Data entries
****************************************

use std::net::{IpAddr, Ipv4Addr};

use figment::{
	Figment,
	providers::{Env, Format, Toml},
};
use serde::Deserialize;

use crate::{Args, Err, Result};

/// Server-wide configuration. Loaded from an optional TOML file, overridden
/// by `PALAVER_*` environment variables, overridden by commandline
/// arguments.
#[derive(Clone, Debug, Deserialize)]
pub struct Config {
	#[serde(default = "default_address")]
	pub address: IpAddr,

	#[serde(default = "default_port")]
	pub port: u16,

	/// The domain of every identifier this server mints.
	#[serde(default = "default_server_name")]
	pub server_name: String,

	#[serde(default = "default_log")]
	pub log: String,

	/// Default and maximum item counts for range queries.
	#[serde(default = "default_event_limit")]
	pub event_limit_default: u64,

	#[serde(default = "max_event_limit")]
	pub event_limit_max: u64,

	/// Long-poll timeout bounds, milliseconds.
	#[serde(default = "default_timeout")]
	pub timeout_default_ms: u64,

	#[serde(default = "min_timeout")]
	pub timeout_min_ms: u64,

	#[serde(default = "max_timeout")]
	pub timeout_max_ms: u64,

	/// How long an alias reservation shields a pending room creation.
	#[serde(default = "default_alias_reserve")]
	pub alias_reserve_ms: u64,
}

impl Config {
	pub fn load(args: &Args) -> Result<Self> {
		let mut figment = Figment::new();
		if let Some(path) = &args.config {
			figment = figment.merge(Toml::file(path));
		}

		let mut config: Self = figment.merge(Env::prefixed("PALAVER_")).extract()?;

		if let Some(port) = args.port {
			config.port = port;
		}

		if let Some(server_name) = &args.server_name {
			config.server_name.clone_from(server_name);
		}

		if let Some(log) = &args.log {
			config.log.clone_from(log);
		}

		config.check()?;

		Ok(config)
	}

	pub fn check(&self) -> Result {
		if self.server_name.is_empty() || self.server_name.contains(':') {
			return Err!(Config(
				"server_name",
				"'{}' is not a valid identifier domain",
				self.server_name
			));
		}

		if self.timeout_min_ms > self.timeout_max_ms {
			return Err!(Config(
				"timeout_min_ms",
				"lower timeout bound {} exceeds the upper bound {}",
				self.timeout_min_ms,
				self.timeout_max_ms
			));
		}

		Ok(())
	}
}

impl Default for Config {
	fn default() -> Self {
		Self {
			address: default_address(),
			port: default_port(),
			server_name: default_server_name(),
			log: default_log(),
			event_limit_default: default_event_limit(),
			event_limit_max: max_event_limit(),
			timeout_default_ms: default_timeout(),
			timeout_min_ms: min_timeout(),
			timeout_max_ms: max_timeout(),
			alias_reserve_ms: default_alias_reserve(),
		}
	}
}

fn default_address() -> IpAddr { IpAddr::V4(Ipv4Addr::UNSPECIFIED) }

fn default_port() -> u16 { 4080 }

fn default_server_name() -> String { "localhost".to_owned() }

fn default_log() -> String { "info".to_owned() }

fn default_event_limit() -> u64 { 10 }

fn max_event_limit() -> u64 { 100 }

fn default_timeout() -> u64 { 5_000 }

fn min_timeout() -> u64 { 100 }

fn max_timeout() -> u64 { 60_000 }

fn default_alias_reserve() -> u64 { 10_000 }
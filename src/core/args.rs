use std::path::PathBuf;

use clap::Parser;

/// Commandline arguments
#[derive(Clone, Debug, Default, Parser)]
#[clap(about, version)]
pub struct Args {
	/// Port to listen on. Overrides the configuration file.
	#[arg(value_name = "PORT")]
	pub port: Option<u16>,

	/// Path to the configuration file
	#[arg(long, short, value_name = "FILE")]
	pub config: Option<PathBuf>,

	/// Name of this server, as it appears in identifier domains
	#[arg(long, value_name = "NAME")]
	pub server_name: Option<String>,

	/// Log level directives, tracing-subscriber syntax
	#[arg(long, value_name = "FILTER")]
	pub log: Option<String>,
}

#[must_use]
pub fn parse() -> Args { Args::parse() }
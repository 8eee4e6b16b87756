use palaver_core::{
	Result, implement,
	matrix::{Membership, RoomId, State, UserId},
};

use super::Service;

/// Force another user out of the room; requires the kick power threshold.
#[implement(Service)]
#[tracing::instrument(level = "debug", skip_all, fields(%sender, %room_id, %user_id))]
pub fn kick(&self, sender: &UserId, room_id: &RoomId, user_id: &UserId) -> Result<State> {
	self.membership_change(room_id, sender, user_id, Membership::Leave)
}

****************************************

Aim of the exercise
Pull out each record as written and restate it exactly.

Written reply
use std::net::{IpAddr, Ipv4Addr};

use figment::{
	Figment,
	providers::{Env, Format, Toml},
};
use serde::Deserialize;

use crate::{Args, Err, Result};

/// Server-wide configuration. Loaded from an optional TOML file, overridden
/// by `PALAVER_*` environment variables, overridden by commandline
/// arguments.
#[derive(Clone, Debug, Deserialize)]
pub struct Config {
	#[serde(default = "default_address")]
	pub address: IpAddr,

	#[serde(default = "default_port")]
	pub port: u16,

	/// The domain of every identifier this server mints.
	#[serde(default = "default_server_name")]
	pub server_name: String,

	#[serde(default = "default_log")]
	pub log: String,

	/// Default and maximum item counts for range queries.
	#[serde(default = "default_event_limit")]
	pub event_limit_default: u64,

	#[serde(default = "max_event_limit")]
	pub event_limit_max: u64,

	/// Long-poll timeout bounds, milliseconds.
	#[serde(default = "default_timeout")]
	pub timeout_default_ms: u64,

	#[serde(default = "min_timeout")]
	pub timeout_min_ms: u64,

	#[serde(default = "max_timeout")]
	pub timeout_max_ms: u64,

	/// How long an alias reservation shields a pending room creation.
	#[serde(default = "default_alias_reserve")]
	pub alias_reserve_ms: u64,
}

impl Config {
	pub fn load(args: &Args) -> Result<Self> {
		let mut figment = Figment::new();
		if let Some(path) = &args.config {
			figment = figment.merge(Toml::file(path));
		}

		let mut config: Self = figment.merge(Env::prefixed("PALAVER_")).extract()?;

		if let Some(port) = args.port {
			config.port = port;
		}

		if let Some(server_name) = &args.server_name {
			config.server_name.clone_from(server_name);
		}

		if let Some(log) = &args.log {
			config.log.clone_from(log);
		}

		config.check()?;

		Ok(config)
	}

	pub fn check(&self) -> Result {
		if self.server_name.is_empty() || self.server_name.contains(':') {
			return Err!(Config(
				"server_name",
				"'{}' is not a valid identifier domain",
				self.server_name
			));
		}

		if self.timeout_min_ms > self.timeout_max_ms {
			return Err!(Config(
				"timeout_min_ms",
				"lower timeout bound {} exceeds the upper bound {}",
				self.timeout_min_ms,
				self.timeout_max_ms
			));
		}

		Ok(())
	}
}

impl Default for Config {
	fn default() -> Self {
		Self {
			address: default_address(),
			port: default_port(),
			server_name: default_server_name(),
			log: default_log(),
			event_limit_default: default_event_limit(),
			event_limit_max: max_event_limit(),
			timeout_default_ms: default_timeout(),
			timeout_min_ms: min_timeout(),
			timeout_max_ms: max_timeout(),
			alias_reserve_ms: default_alias_reserve(),
		}
	}
}

fn default_address() -> IpAddr { IpAddr::V4(Ipv4Addr::UNSPECIFIED) }

fn default_port() -> u16 { 4080 }

fn default_server_name() -> String { "localhost".to_owned() }

fn default_log() -> String { "info".to_owned() }

fn default_event_limit() -> u64 { 10 }

fn max_event_limit() -> u64 { 100 }

fn default_timeout() -> u64 { 5_000 }

fn min_timeout() -> u64 { 100 }

fn max_timeout() -> u64 { 60_000 }

fn default_alias_reserve() -> u64 { 10_000 }
filename src/core/args.rs
use std::path::PathBuf;

use clap::Parser;

/// Commandline arguments
#[derive(Clone, Debug, Default, Parser)]
#[clap(about, version)]
pub struct Args {
	/// Port to listen on. Overrides the configuration file.
	#[arg(value_name = "PORT")]
	pub port: Option<u16>,

	/// Path to the configuration file
	#[arg(long, short, value_name = "FILE")]
	pub config: Option<PathBuf>,

	/// Name of this server, as it appears in identifier domains
	#[arg(long, value_name = "NAME")]
	pub server_name: Option<String>,

	/// Log level directives, tracing-subscriber syntax
	#[arg(long, value_name = "FILTER")]
	pub log: Option<String>,
}

#[must_use]
pub fn parse() -> Args { Args::parse() }
repository 8eee4e6b16b87756
use palaver_core::{
	Result, implement,
	matrix::{Membership, RoomId, State, UserId},
};

use super::Service;

/// Force another user out of the room; requires the kick power threshold.
#[implement(Service)]
#[tracing::instrument(level = "debug", skip_all, fields(%sender, %room_id, %user_id))]
pub fn kick(&self, sender: &UserId, room_id: &RoomId, user_id: &UserId) -> Result<State> {
	self.membership_change(room_id, sender, user_id, Membership::Leave)
}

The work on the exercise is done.